Instructions to follow
Below are some records; find each line that carries the word "ApiRequest" and copy it.

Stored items
⟨

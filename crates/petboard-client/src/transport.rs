//! Request transport abstraction.
//!
//! A [`Transport`] executes one [`ApiRequest`] and reports the raw outcome.
//! It knows nothing about envelopes or pagination; [`crate::ForumApi`]
//! interprets the response.

use std::future::Future;

use petboard_proto::ApiRequest;
use serde_json::Value;
use thiserror::Error;

/// Raw response: status code and decoded JSON body.
///
/// Empty bodies are [`Value::Null`]. Non-JSON bodies are carried as
/// [`Value::String`].
#[derive(Debug, Clone, PartialEq)]
pub struct ApiResponse {
    /// HTTP status code.
    pub status: u16,
    /// Response body.
    pub body: Value,
}

impl ApiResponse {
    /// Response with `status` and `body`.
    pub fn new(status: u16, body: Value) -> Self {
        Self { status, body }
    }

    /// `200 OK` with `body`.
    pub fn ok(body: Value) -> Self {
        Self::new(200, body)
    }

    /// Whether the status is in the 2xx range.
    pub fn is_success(&self) -> bool {
        (200..300).contains(&self.status)
    }
}

/// No response was received.
#[derive(Debug, Clone, Error, PartialEq, Eq)]
pub enum TransportError {
    /// The request did not complete in time.
    #[error("request timed out")]
    Timeout,

    /// The server could not be reached.
    #[error("connection failed: {0}")]
    Connection(String),

    /// The request could not be built or sent.
    #[error("request failed: {0}")]
    Request(String),
}

/// Executes requests against a backend.
///
/// Implementations are cheap to clone and share their connection state, so
/// each in-flight request can own a handle.
pub trait Transport: Clone + Send + Sync + 'static {
    /// Execute `request`.
    fn send(
        &self,
        request: ApiRequest,
    ) -> impl Future<Output = Result<ApiResponse, TransportError>> + Send;
}
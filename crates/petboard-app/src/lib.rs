//! Application layer for petboard
//!
//! The forum state machine, the mutation coordinator that keeps every view
//! consistent, and a generic async runtime that executes requests. The same
//! code runs against the HTTP backend and against the in-memory simulation.
//!
//! # Components
//!
//! - [`ForumApp`]: Owns the entity cache, the three list views and the detail
//!   view; user intents produce [`AppAction`]s, completions arrive as
//!   [`AppEvent`]s
//! - [`Bridge`]: Executes an [`ApiCall`] through the typed API and turns the
//!   result into an [`AppEvent`]
//! - [`Runtime`]: Keeps requests in flight concurrently and feeds their
//!   completions back into the app in arrival order

#![forbid(unsafe_code)]
#![deny(missing_docs)]

mod action;
mod app;
mod bridge;
mod coordinator;
mod event;
mod runtime;

pub use action::{ApiCall, AppAction};
pub use app::ForumApp;
pub use bridge::Bridge;
pub use event::AppEvent;
pub use runtime::{Intent, Runtime};
//! Plain-text rendering of list and detail views.

use std::io::{self, Write};

use petboard_core::{DetailView, ListView};
use petboard_proto::{Comment, ForumPost};

/// Write one list page: a header, one line per post and any stored error.
pub fn list(out: &mut impl Write, view: &ListView) -> io::Result<()> {
    writeln!(
        out,
        "{} forum posts, page {} of {} ({} total)",
        view.kind(),
        view.page() + 1,
        view.total_pages(),
        view.total_elements()
    )?;
    for post in view.content() {
        summary(out, post)?;
    }
    if view.content().is_empty() {
        writeln!(out, "  (no posts)")?;
    }
    error(out, view.error())
}

/// Write the focused post, its like state and the current comment page.
pub fn detail(out: &mut impl Write, view: &DetailView) -> io::Result<()> {
    let Some(post) = view.forum() else {
        writeln!(out, "(no forum post loaded)")?;
        return error(out, view.error());
    };

    writeln!(out, "#{} {}", post.forum_id, post.title)?;
    writeln!(out, "by {}", post.author_name())?;
    if !post.tags.is_empty() {
        writeln!(out, "tags: {}", post.tags.join(", "))?;
    }
    let liked = if view.is_liked() { " (liked)" } else { "" };
    writeln!(out, "{} likes{liked}, {} comments", post.likes_count, post.comments_count)?;
    writeln!(out)?;
    writeln!(out, "{}", post.content)?;
    writeln!(out)?;

    writeln!(
        out,
        "comments, page {} of {}:",
        view.comment_page() + 1,
        view.total_comment_pages()
    )?;
    for comment in view.comments() {
        thread(out, comment, 1)?;
    }
    error(out, view.error())
}

/// Write the app's status message, if any.
pub fn status(out: &mut impl Write, message: Option<&str>) -> io::Result<()> {
    match message {
        Some(message) => writeln!(out, "{message}"),
        None => Ok(()),
    }
}

fn summary(out: &mut impl Write, post: &ForumPost) -> io::Result<()> {
    writeln!(
        out,
        "  #{:<5} {}  [{} likes, {} comments]",
        post.forum_id, post.title, post.likes_count, post.comments_count
    )
}

fn thread(out: &mut impl Write, comment: &Comment, depth: usize) -> io::Result<()> {
    let indent = "  ".repeat(depth);
    writeln!(
        out,
        "{indent}[{}] user {}: {}",
        comment.comment_id, comment.author_user_id, comment.text
    )?;
    for reply in &comment.replies {
        thread(out, reply, depth + 1)?;
    }
    Ok(())
}

fn error(out: &mut impl Write, error: Option<&str>) -> io::Result<()> {
    match error {
        Some(error) => writeln!(out, "error: {error}"),
        None => Ok(()),
    }
}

⟩

Result of this task
//! A [`Transport`] executes one [`ApiRequest`] and reports the raw outcome.
use petboard_proto::ApiRequest;
        request: ApiRequest,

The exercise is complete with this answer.